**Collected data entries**
---

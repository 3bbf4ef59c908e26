use thiserror::Error;

/// Tab operations the workspace refuses
#[derive(Debug, Clone, Error, PartialEq, Eq)]
pub enum WorkspaceError {
    #[error("no tab at index {0}")]
    NoSuchTab(usize),

    #[error("the Filtered tab is derived from the rule tabs and cannot be filtered directly")]
    FilteredTabNotEditable,

    #[error("the base tab cannot be closed")]
    BaseTabNotClosable,

    #[error("the Filtered tab cannot be closed")]
    FilteredTabNotClosable,

    #[error("this action is only available on the base tab")]
    BaseTabOnly,

    #[error("no filtered rows")]
    NoHighlightedRows,

    #[error("tab name cannot be empty")]
    EmptyTabName,

    #[error("no rows to put in a new tab")]
    EmptyTable,

    #[error("filter not found on this tab")]
    NoSuchFilter,

    #[error("no filters to apply")]
    NoFilters,

    #[error("load data first")]
    NoData,

    #[error("row {row} out of range ({visible} visible rows)")]
    RowOutOfRange { row: usize, visible: usize },

    #[error(
        "{existing} rows already loaded; choose --merge, --replace or --new-tab for the {incoming} incoming rows"
    )]
    LoadActionRequired { existing: usize, incoming: usize },
}
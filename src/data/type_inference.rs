//! Shared type inference logic for data loaders
//!
//! Loaders read every cell as text first and then cast whole columns at once.
//! A column is only converted when a clear majority of its non-empty cells
//! parse as the target type; the stragglers become nulls.

use chrono::{DateTime, NaiveDate, NaiveDateTime, NaiveTime};
use regex::Regex;
use std::sync::LazyLock;

/// Static compiled regex patterns for date detection
static DATE_PATTERNS: LazyLock<Vec<Regex>> = LazyLock::new(|| {
    vec![
        // YYYY-MM-DD
        Regex::new(r"^\d{4}-(0?[1-9]|1[0-2])-(0?[1-9]|[12]\d|3[01])$").unwrap(),
        // MM/DD/YYYY
        Regex::new(r"^(0?[1-9]|1[0-2])/(0?[1-9]|[12]\d|3[01])/\d{4}$").unwrap(),
        // DD-MM-YYYY
        Regex::new(r"^(0?[1-9]|[12]\d|3[01])-(0?[1-9]|1[0-2])-\d{4}$").unwrap(),
        // YYYY/MM/DD
        Regex::new(r"^\d{4}/(0?[1-9]|1[0-2])/(0?[1-9]|[12]\d|3[01])$").unwrap(),
        // YYYY-MM-DD HH:MM:SS or YYYY-MM-DDTHH:MM:SS, optional fraction and zone
        Regex::new(
            r"^\d{4}-(0?[1-9]|1[0-2])-(0?[1-9]|[12]\d|3[01])[T ]\d{2}:\d{2}(:\d{2}(\.\d+)?)?(Z|[+-]\d{2}:?\d{2})?$",
        )
        .unwrap(),
        // MM/DD/YYYY HH:MM[:SS]
        Regex::new(r"^(0?[1-9]|1[0-2])/(0?[1-9]|[12]\d|3[01])/\d{4} \d{1,2}:\d{2}(:\d{2})?$")
            .unwrap(),
    ]
});

const DATETIME_FORMATS: &[&str] = &[
    "%Y-%m-%d %H:%M:%S",
    "%Y-%m-%dT%H:%M:%S",
    "%Y-%m-%d %H:%M:%S%.f",
    "%Y-%m-%dT%H:%M:%S%.f",
    "%Y-%m-%d %H:%M",
    "%Y-%m-%dT%H:%M",
    "%m/%d/%Y %H:%M:%S",
    "%m/%d/%Y %H:%M",
];

const DATE_FORMATS: &[&str] = &["%Y-%m-%d", "%m/%d/%Y", "%d-%m-%Y", "%Y/%m/%d"];

/// Detected data type for a value or column
#[derive(Debug, Clone, Copy, PartialEq, Eq)]
pub enum InferredType {
    Boolean,
    Integer,
    Float,
    DateTime,
    String,
    Null,
}

/// Type inference utilities
pub struct TypeInference;

impl TypeInference {
    /// Infer the type of a single string value
    ///
    /// Order of checks is important: booleans and numbers are cheap to test,
    /// datetimes go through regexes and chrono.
    pub fn infer_from_string(value: &str) -> InferredType {
        let value = value.trim();
        if value.is_empty() {
            return InferredType::Null;
        }

        if value.eq_ignore_ascii_case("true") || value.eq_ignore_ascii_case("false") {
            return InferredType::Boolean;
        }

        if value.parse::<i64>().is_ok() {
            return InferredType::Integer;
        }

        if Self::parse_number(value).is_some() {
            return InferredType::Float;
        }

        if Self::looks_like_datetime(value) {
            return InferredType::DateTime;
        }

        InferredType::String
    }

    /// Check if a string looks like a datetime value
    ///
    /// Uses strict regex patterns to avoid false positives with ID strings
    /// like "STU-123456" or "APP-2024-001"
    pub fn looks_like_datetime(value: &str) -> bool {
        if value.len() < 8 || value.len() > 35 {
            return false;
        }

        DATE_PATTERNS.iter().any(|pattern| pattern.is_match(value))
    }

    /// Parse a finite number, tolerating surrounding whitespace
    pub fn parse_number(value: &str) -> Option<f64> {
        let parsed = value.trim().parse::<f64>().ok()?;
        parsed.is_finite().then_some(parsed)
    }

    /// Parse a date or datetime string to a calendar date, dropping any time part
    pub fn parse_date(value: &str) -> Option<NaiveDate> {
        Self::parse_datetime(value).map(|dt| dt.date())
    }

    /// Parse the supported date and datetime layouts
    pub fn parse_datetime(value: &str) -> Option<NaiveDateTime> {
        let value = value.trim();
        if !Self::looks_like_datetime(value) {
            return None;
        }

        if let Ok(dt) = DateTime::parse_from_rfc3339(value) {
            return Some(dt.naive_local());
        }

        for format in DATETIME_FORMATS {
            if let Ok(dt) = NaiveDateTime::parse_from_str(value, format) {
                return Some(dt);
            }
        }

        for format in DATE_FORMATS {
            if let Ok(date) = NaiveDate::parse_from_str(value, format) {
                return Some(date.and_time(NaiveTime::MIN));
            }
        }

        None
    }

    /// Render a parsed datetime the way the table stores it
    ///
    /// Midnight values print as a bare date so date-only columns stay compact.
    pub fn format_datetime(dt: &NaiveDateTime) -> String {
        if dt.time() == NaiveTime::MIN {
            dt.format("%Y-%m-%d").to_string()
        } else {
            dt.format("%Y-%m-%d %H:%M:%S").to_string()
        }
    }

    /// Merge two types when a column has mixed types
    pub fn merge_types(type1: InferredType, type2: InferredType) -> InferredType {
        use InferredType::*;

        match (type1, type2) {
            (t1, t2) if t1 == t2 => t1,
            (Null, t) | (t, Null) => t,
            (Integer, Float) | (Float, Integer) => Float,
            _ => String,
        }
    }

    /// Decide the type of a whole column from its raw text cells
    ///
    /// Dates are only attempted when at least `threshold` of the cells carry a
    /// `/` or `-` separator, then at least `threshold` must actually parse.
    /// Numbers follow the same ratio rule. Columns that are all booleans stay
    /// boolean, everything else stays text.
    pub fn infer_column<'a, I>(values: I, threshold: f64) -> InferredType
    where
        I: IntoIterator<Item = &'a str>,
    {
        let cells: Vec<&str> = values
            .into_iter()
            .map(str::trim)
            .filter(|v| !v.is_empty())
            .collect();

        if cells.is_empty() {
            return InferredType::Null;
        }

        let total = cells.len() as f64;
        let ratio = |count: usize| count as f64 / total;

        let with_separator = cells
            .iter()
            .filter(|v| v.contains('/') || v.contains('-'))
            .count();
        if ratio(with_separator) >= threshold {
            let parsed = cells
                .iter()
                .filter(|v| Self::parse_datetime(v).is_some())
                .count();
            if parsed > 0 && ratio(parsed) >= threshold {
                return InferredType::DateTime;
            }
        }

        let numeric: Vec<&str> = cells
            .iter()
            .copied()
            .filter(|v| Self::parse_number(v).is_some())
            .collect();
        if !numeric.is_empty() && ratio(numeric.len()) >= threshold {
            if numeric.iter().all(|v| v.parse::<i64>().is_ok()) {
                return InferredType::Integer;
            }
            return InferredType::Float;
        }

        if cells
            .iter()
            .all(|v| v.eq_ignore_ascii_case("true") || v.eq_ignore_ascii_case("false"))
        {
            return InferredType::Boolean;
        }

        InferredType::String
    }
}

---

**DIRECTIONS FOR THIS TASK**
Using the records above, restate word for word the lines from the one with "any time part" through the one with "pub fn parse_datetime(value: &str)", both included.

**SOLUTION BELOW**
    /// Parse a date or datetime string to a calendar date, dropping any time part
    pub fn parse_date(value: &str) -> Option<NaiveDate> {
        Self::parse_datetime(value).map(|dt| dt.date())
    }

    /// Parse the supported date and datetime layouts
    pub fn parse_datetime(value: &str) -> Option<NaiveDateTime> {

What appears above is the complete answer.